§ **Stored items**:
==============================
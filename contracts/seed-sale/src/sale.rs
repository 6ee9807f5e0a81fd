use crate::math::{checked_add, checked_sub, mul_div};
use crate::types::{
    read_class, read_class_count, read_config, read_or_new_funder, read_state, write_class,
    write_funder, write_state, Error, SaleConfig, VestingStart, PRECISION,
};
use soroban_sdk::{token, Address, Env, Symbol};

pub struct SaleManager;

impl SaleManager {
    /// Exchange `funding_amount` of the funding asset for seed at the
    /// buyer's class price. Returns the seed amount purchased and the
    /// fee locked for the beneficiary.
    ///
    /// Bookkeeping is finished before the funding-token pull so a
    /// reentrant callback from the token contract cannot observe
    /// inconsistent pools; a failed transfer rolls the whole call back.
    pub fn buy(env: &Env, buyer: Address, funding_amount: i128) -> Result<(i128, i128), Error> {
        let config = read_config(env)?;
        let mut state = read_state(env)?;
        if state.paused {
            return Err(Error::ShouldNotBePaused);
        }
        if state.closed {
            return Err(Error::ShouldNotBeClosed);
        }
        let now = env.ledger().timestamp();
        if now < config.start_time || now > config.end_time {
            return Err(Error::NotDistributionPeriod);
        }
        let mut funder = read_or_new_funder(env, &buyer);
        if config.permissioned && !funder.whitelisted {
            return Err(Error::NotWhitelisted);
        }
        if !Self::is_funded(env, &config) {
            return Err(Error::InsufficientSeedInventory);
        }
        if funding_amount <= 0 {
            return Err(Error::ZeroFundingAmount);
        }

        let mut class = read_class(env, funder.class_id)?;
        let seed_amount = mul_div(env, funding_amount, PRECISION, class.price)?;
        let mut fee = mul_div(env, seed_amount, class.fee, PRECISION)?;
        // When the straightforward fee would exceed the remaining fee
        // pool the purchase is charged no fee at all, not a partial one.
        if fee > state.fee_remainder {
            fee = 0;
        }

        if checked_add(class.funding_collected, funding_amount)? > class.cap {
            return Err(Error::MaxClassFundingReached);
        }
        if checked_add(funder.funding, funding_amount)? > class.personal_cap {
            return Err(Error::MaxPersonalFundingReached);
        }
        if checked_add(state.funding_collected, funding_amount)? > config.hard_cap {
            return Err(Error::HardCapReached);
        }
        if seed_amount > state.seed_remainder {
            return Err(Error::InsufficientSeedInventory);
        }

        let minimum_before = state.funding_collected >= config.soft_cap;

        funder.funding = checked_add(funder.funding, funding_amount)?;
        funder.seed_amount = checked_add(funder.seed_amount, seed_amount)?;
        funder.fee_owed = checked_add(funder.fee_owed, fee)?;
        class.funding_collected = checked_add(class.funding_collected, funding_amount)?;
        state.funding_collected = checked_add(state.funding_collected, funding_amount)?;
        state.seed_remainder = checked_sub(state.seed_remainder, seed_amount)?;
        state.fee_remainder = checked_sub(state.fee_remainder, fee)?;

        write_funder(env, &buyer, &funder);
        write_class(env, funder.class_id, &class);
        write_state(env, &state);

        if !minimum_before && state.funding_collected >= config.soft_cap {
            Self::resolve_pending_vesting(env, now);
        }

        let funding_token = token::Client::new(env, &config.funding_token);
        funding_token.transfer(&buyer, &env.current_contract_address(), &funding_amount);

        env.events()
            .publish((Symbol::new(env, "purchased"), buyer), seed_amount);
        Ok((seed_amount, fee))
    }

    pub fn minimum_reached(env: &Env) -> Result<bool, Error> {
        let config = read_config(env)?;
        let state = read_state(env)?;
        Ok(state.funding_collected >= config.soft_cap)
    }

    pub fn maximum_reached(env: &Env) -> Result<bool, Error> {
        let config = read_config(env)?;
        let state = read_state(env)?;
        Ok(state.funding_collected >= config.hard_cap)
    }

    /// Whether the contract holds the full seed and fee inventory the
    /// sale needs to honor every purchase.
    pub fn is_funded(env: &Env, config: &SaleConfig) -> bool {
        let held = token::Client::new(env, &config.seed_token)
            .balance(&env.current_contract_address());
        held >= config.seed_amount_required + config.fee_amount_required
    }

    /// Fix every still-deferred schedule to the timestamp of the
    /// purchase that first crossed the soft cap. Runs at most once per
    /// class because a fixed start is never reset.
    fn resolve_pending_vesting(env: &Env, now: u64) {
        let count = read_class_count(env);
        for id in 0..count {
            if let Ok(mut class) = read_class(env, id) {
                if class.vesting_start == VestingStart::Pending {
                    class.vesting_start = VestingStart::Fixed(now);
                    write_class(env, id, &class);
                }
            }
        }
    }
}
==============================
§ **ABOUT THIS EXERCISE**: For this task, write out exactly the lines of the entries above, starting at the line with "if !Self::is_funded(env, &config)" and ending at the line with "funder.funding = checked_add(funder.funding, funding_amount)?;", both included, and no others.

§ **ANSWER FOR THE TASK**:
        if !Self::is_funded(env, &config) {
            return Err(Error::InsufficientSeedInventory);
        }
        if funding_amount <= 0 {
            return Err(Error::ZeroFundingAmount);
        }

        let mut class = read_class(env, funder.class_id)?;
        let seed_amount = mul_div(env, funding_amount, PRECISION, class.price)?;
        let mut fee = mul_div(env, seed_amount, class.fee, PRECISION)?;
        // When the straightforward fee would exceed the remaining fee
        // pool the purchase is charged no fee at all, not a partial one.
        if fee > state.fee_remainder {
            fee = 0;
        }

        if checked_add(class.funding_collected, funding_amount)? > class.cap {
            return Err(Error::MaxClassFundingReached);
        }
        if checked_add(funder.funding, funding_amount)? > class.personal_cap {
            return Err(Error::MaxPersonalFundingReached);
        }
        if checked_add(state.funding_collected, funding_amount)? > config.hard_cap {
            return Err(Error::HardCapReached);
        }
        if seed_amount > state.seed_remainder {
            return Err(Error::InsufficientSeedInventory);
        }

        let minimum_before = state.funding_collected >= config.soft_cap;

        funder.funding = checked_add(funder.funding, funding_amount)?;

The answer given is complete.